2 Department of Obstetrics and Gynecology, Women’s Health Research Center, School of Medicine, Mashhad University of Medical Sciences, Mashhad

3 Department of Biostatistics, School of Health, Mashhad University of Medical Sciences, Mashhad, Iran


BACKGROUND: Human papillomavirus (HPV) is the most common sexually transmitted infection 
and causes more than 90% of cervical cancers. The highest rate of infection occurs between the 
ages of 18 and 28. This study aimed to determine the effect of education based on the theory of 
planned behavior (TPB) on the intention of vaccination against HPV in female students.
MATERIALS AND METHODS: This controlled educational trial study was performed on 72 female 
students aged 18–26 years of Mashhad University of Medical Sciences by random assignment to 
intervention and control groups.

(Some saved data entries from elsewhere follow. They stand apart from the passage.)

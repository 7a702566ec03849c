//! The per-connection request loop.
//!
//! [`HttpConnection`] reads framed request messages off the socket, builds
//! the lazy body handle for each request and calls the [`Handler`] with it
//! plus the connection's write half. The handler future and the body sender
//! run concurrently in a biased `select!` loop: the handler may await body
//! bytes that only the connection can produce, so neither side may block
//! the other.

use std::sync::Arc;

use futures::StreamExt;
use http::header::EXPECT;
use tokio::io::{AsyncRead, AsyncWrite, AsyncWriteExt, BufWriter};
use tokio_util::codec::FramedRead;
use tracing::{debug, error, warn};

use crate::codec::RequestDecoder;
use crate::handler::{BoxWriter, Handler};
use crate::protocol::body::ReqBody;
use crate::protocol::{HttpError, Message, ParseError, PayloadSize, RequestHeader, SendError};

const READ_BUFFER_SIZE: usize = 8 * 1024;

const BAD_REQUEST_RESPONSE: &[u8] = b"HTTP/1.1 400 Bad Request\r\ncontent-length: 0\r\nconnection: close\r\n\r\n";
const CONTINUE_RESPONSE: &[u8] = b"HTTP/1.1 100 Continue\r\n\r\n";

/// An HTTP/1.1 connection serving requests in sequence until the peer
/// closes it (or the handler keeps the writer).
pub struct HttpConnection<R> {
    framed_read: FramedRead<R, RequestDecoder>,
    writer: Option<BoxWriter>,
}

impl<R> HttpConnection<R>
where
    R: AsyncRead + Unpin,
{
    pub fn new<W>(reader: R, writer: W) -> Self
    where
        W: AsyncWrite + Send + Unpin + 'static,
    {
        Self {
            framed_read: FramedRead::with_capacity(reader, RequestDecoder::new(), READ_BUFFER_SIZE),
            writer: Some(Box::new(BufWriter::new(writer))),
        }
    }

    /// Serves requests until the peer disconnects. Returns `Err` only for
    /// protocol-level failures; per-request failures are the handler's
    /// business.
    pub async fn process<H>(mut self, handler: Arc<H>) -> Result<(), HttpError>
    where
        H: Handler,
    {
        loop {
            if self.writer.is_none() {
                debug!("handler kept the writer, ending connection loop");
                return Ok(());
            }

            match self.framed_read.next().await {
                Some(Ok(Message::Header((header, payload_size)))) => {
                    self.serve_request(header, payload_size, &handler).await?;
                }

                Some(Ok(Message::Payload(_))) => {
                    error!("received payload while expecting a request header");
                    self.send_bad_request().await?;
                    return Err(ParseError::malformed_payload("stray payload data between requests").into());
                }

                Some(Err(e)) => {
                    error!(error = %e, "can't decode next request");
                    self.send_bad_request().await?;
                    return Err(e.into());
                }

                None => {
                    debug!("peer closed the connection");
                    return Ok(());
                }
            }
        }
    }

    async fn serve_request<H>(
        &mut self,
        header: RequestHeader,
        payload_size: PayloadSize,
        handler: &Arc<H>,
    ) -> Result<(), HttpError>
    where
        H: Handler,
    {
        let Some(mut writer) = self.writer.take() else {
            return Ok(());
        };

        // Expect: 100-continue wants an interim response before the client
        // sends the body.
        if wants_continue(&header) {
            writer.write_all(CONTINUE_RESPONSE).await.map_err(SendError::Io)?;
            writer.flush().await.map_err(SendError::Io)?;
            debug!("received expect request header, sent continue response");
        }

        let (req_body, sender) = ReqBody::channel(&mut self.framed_read, payload_size);
        let request = header.body(req_body);

        let mut handle_fut = handler.handle(request, writer);

        let returned_writer = match sender {
            Some(mut sender) => {
                let mut body_done = false;
                let writer = loop {
                    tokio::select! {
                        // the response takes priority over body streaming
                        biased;
                        writer = &mut handle_fut => break writer,
                        result = sender.run(), if !body_done => {
                            body_done = true;
                            if let Err(e) = result {
                                warn!(error = %e, "request body streaming failed");
                            }
                        }
                    }
                };

                // Whatever the handler left unread has to go before the
                // next request can be framed.
                sender.skip_body().await?;
                writer
            }
            None => handle_fut.await,
        };

        self.writer = returned_writer;
        Ok(())
    }

    async fn send_bad_request(&mut self) -> Result<(), SendError> {
        if let Some(writer) = self.writer.as_mut() {
            writer.write_all(BAD_REQUEST_RESPONSE).await.map_err(SendError::Io)?;
            writer.flush().await.map_err(SendError::Io)?;
        }
        Ok(())
    }
}

fn wants_continue(header: &RequestHeader) -> bool {
    header
        .headers()
        .get(EXPECT)
        .map(|value| value.as_bytes().len() >= 4 && &value.as_bytes()[0..4] == b"100-")
        .unwrap_or(false)
}

#[cfg(test)]
mod tests {
    use super::*;
    use async_trait::async_trait;
    use http::Request;
    use tokio::io::{duplex, AsyncReadExt, AsyncWriteExt};

    /// Replies with the collected body length; exercises the body channel
    /// through the real select loop.
    struct BodyLength;

    #[async_trait]
    impl Handler for BodyLength {
        async fn handle(&self, request: Request<ReqBody>, mut writer: BoxWriter) -> Option<BoxWriter> {
            let body = request.into_body().collect().await.unwrap_or_default();
            let payload = body.len().to_string();
            let response =
                format!("HTTP/1.1 200 OK\r\ncontent-length: {}\r\n\r\n{}", payload.len(), payload);
            writer.write_all(response.as_bytes()).await.ok()?;
            writer.flush().await.ok()?;
            Some(writer)
        }
    }

    /// Ignores the body entirely; the connection has to skip it.
    struct NoBodyRead;

    #[async_trait]
    impl Handler for NoBodyRead {
        async fn handle(&self, _request: Request<ReqBody>, mut writer: BoxWriter) -> Option<BoxWriter> {
            writer.write_all(b"HTTP/1.1 204 No Content\r\ncontent-length: 0\r\n\r\n").await.ok()?;
            writer.flush().await.ok()?;
            Some(writer)
        }
    }

    async fn roundtrip<H: Handler + 'static>(handler: H, raw: &str) -> String {
        let (client, server) = duplex(64 * 1024);
        let (server_read, server_write) = tokio::io::split(server);
        let connection = HttpConnection::new(server_read, server_write);

        let task = tokio::spawn(connection.process(Arc::new(handler)));

        let (mut client_read, mut client_write) = tokio::io::split(client);
        client_write.write_all(raw.as_bytes()).await.unwrap();
        client_write.shutdown().await.unwrap();

        let mut response = Vec::new();
        client_read.read_to_end(&mut response).await.unwrap();

        task.await.unwrap().unwrap();
        String::from_utf8(response).unwrap()
    }

    #[tokio::test]
    async fn collects_request_body() {
        let raw = "POST /api HTTP/1.1\r\ncontent-length: 5\r\n\r\nhello";
        let response = roundtrip(BodyLength, raw).await;
        assert!(response.starts_with("HTTP/1.1 200 OK\r\n"));
        assert!(response.ends_with("\r\n\r\n5"));
    }

    #[tokio::test]
    async fn keeps_connection_alive_across_requests() {
        let raw = concat!(
            "POST /a HTTP/1.1\r\ncontent-length: 2\r\n\r\nab",
            "POST /b HTTP/1.1\r\ncontent-length: 3\r\n\r\nabc",
        );
        let response = roundtrip(BodyLength, raw).await;
        assert_eq!(response.matches("HTTP/1.1 200 OK").count(), 2);
    }

    #[tokio::test]
    async fn skips_unread_body() {
        let raw = concat!(
            "POST /a HTTP/1.1\r\ncontent-length: 4\r\n\r\nwhat",
            "GET /b HTTP/1.1\r\n\r\n",
        );
        let response = roundtrip(NoBodyRead, raw).await;
        assert_eq!(response.matches("HTTP/1.1 204 No Content").count(), 2);
    }
}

For random assignment in the intervention and control groups, 
random blocking with four blocks was performed using a random number table with a ratio of 1:1. 

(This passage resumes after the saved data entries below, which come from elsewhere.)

//! Exclusive collection locks via `.lock` sidecar files.
//!
//! A lock is held by the process that created the sidecar with
//! `create_new` and released when the guard drops. Acquisition retries
//! until the bounded wait elapses; the bound is 5 seconds by default.
//! The sidecar convention is shared with any other process operating on
//! the same data directory.

use cordon_core::{CordonError, CordonResult};
use std::fs::OpenOptions;
use std::io::ErrorKind;
use std::path::{Path, PathBuf};
use std::time::{Duration, Instant};
use tracing::warn;

/// Default bound on waiting for a collection lock.
pub const DEFAULT_LOCK_TIMEOUT: Duration = Duration::from_secs(5);

/// Interval between acquisition attempts.
const RETRY_INTERVAL: Duration = Duration::from_millis(50);

/// Held exclusive lock on one collection. Released on drop.
#[derive(Debug)]
pub struct CollectionLock {
    lock_path: PathBuf,
}

impl CollectionLock {
    /// Acquire the lock for the collection stored at `data_path`,
    /// retrying until `timeout` elapses.
    pub fn acquire(data_path: &Path, collection: &str, timeout: Duration) -> CordonResult<Self> {
        let mut lock_path = data_path.as_os_str().to_owned();
        lock_path.push(".lock");
        let lock_path = PathBuf::from(lock_path);

        let deadline = Instant::now() + timeout;
        loop {
            match OpenOptions::new()
                .write(true)
                .create_new(true)
                .open(&lock_path)
            {
                Ok(_) => return Ok(Self { lock_path }),
                Err(e) if e.kind() == ErrorKind::AlreadyExists => {
                    if Instant::now() >= deadline {
                        return Err(CordonError::LockTimeout {
                            collection: collection.to_string(),
                        });
                    }
                    std::thread::sleep(RETRY_INTERVAL);
                }
                Err(e) => return Err(e.into()),
            }
        }
    }
}

impl Drop for CollectionLock {
    fn drop(&mut self) {
        if let Err(e) = std::fs::remove_file(&self.lock_path) {
            warn!(path = %self.lock_path.display(), error = %e, "failed to release collection lock");
        }
    }
}

#[cfg(test)]
mod tests {
    use super::*;

    #[test]
    fn lock_is_exclusive_until_dropped() {
        let dir = tempfile::tempdir().unwrap();
        let path = dir.path().join("events.json");

        let held = CollectionLock::acquire(&path, "events", Duration::from_secs(1)).unwrap();
        let contended = CollectionLock::acquire(&path, "events", Duration::from_millis(120));
        assert!(matches!(
            contended,
            Err(CordonError::LockTimeout { collection }) if collection == "events"
        ));

        drop(held);
        CollectionLock::acquire(&path, "events", Duration::from_secs(1)).unwrap();
    }

    #[test]
    fn sidecar_is_removed_on_release() {
        let dir = tempfile::tempdir().unwrap();
        let path = dir.path().join("events.json");
        let sidecar = dir.path().join("events.json.lock");

        let held = CollectionLock::acquire(&path, "events", Duration::from_secs(1)).unwrap();
        assert!(sidecar.exists());
        drop(held);
        assert!(!sidecar.exists());
    }
}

Data collection tools included demographic questionnaire, awareness about HPV vaccination, 
and TPB theory constructs. The control group was received the university routine training. The 
intervention group was received the virtual group training in four sessions, 60–90 min at weekly 
intervals and with educational content including TPB constructs on HPV vaccination with the 
method of lecture training, group discussion, questions and answers, and presentation of training 
package. Questionnaires were completed before, instantly, and 1 month after the educational 
intervention. Data were analyzed using the Chi‑square test, Fisher’s exact, t‑test, Mann–Whitney 
test, and Friedman test.
RESULTS: The mean age of students was 18.9 ± 1.1 years. The intervention and control groups 
were homogeneous in terms of demographic characteristics (P > 0.05). Before the intervention, 
the mean score of model constructs did not show a statistically significant difference between the 
two groups (P > 0.05), but after the intervention, in the intervention group, mean scores of attitude, 
subjective norms, perceived behavioral control, and behavioral intention in the intervention group 
was significantly higher than the control group (P < 0.001). In the intervention group, the difference 
in the mean score of HPV vaccination intention instantly (P < 0.001) and 1 month (P < 0.001) after 
the intervention significantly increased.
CONCLUSION: TPB‑based education was effective in increasing attitudes, subjective norms, and 
perceived behavioral control and the intention to vaccinate against HPV in the female students of 
Mashhad University of Medical Sciences. Therefore, it is suggested that the present educational 
intervention be widely used to educate female students.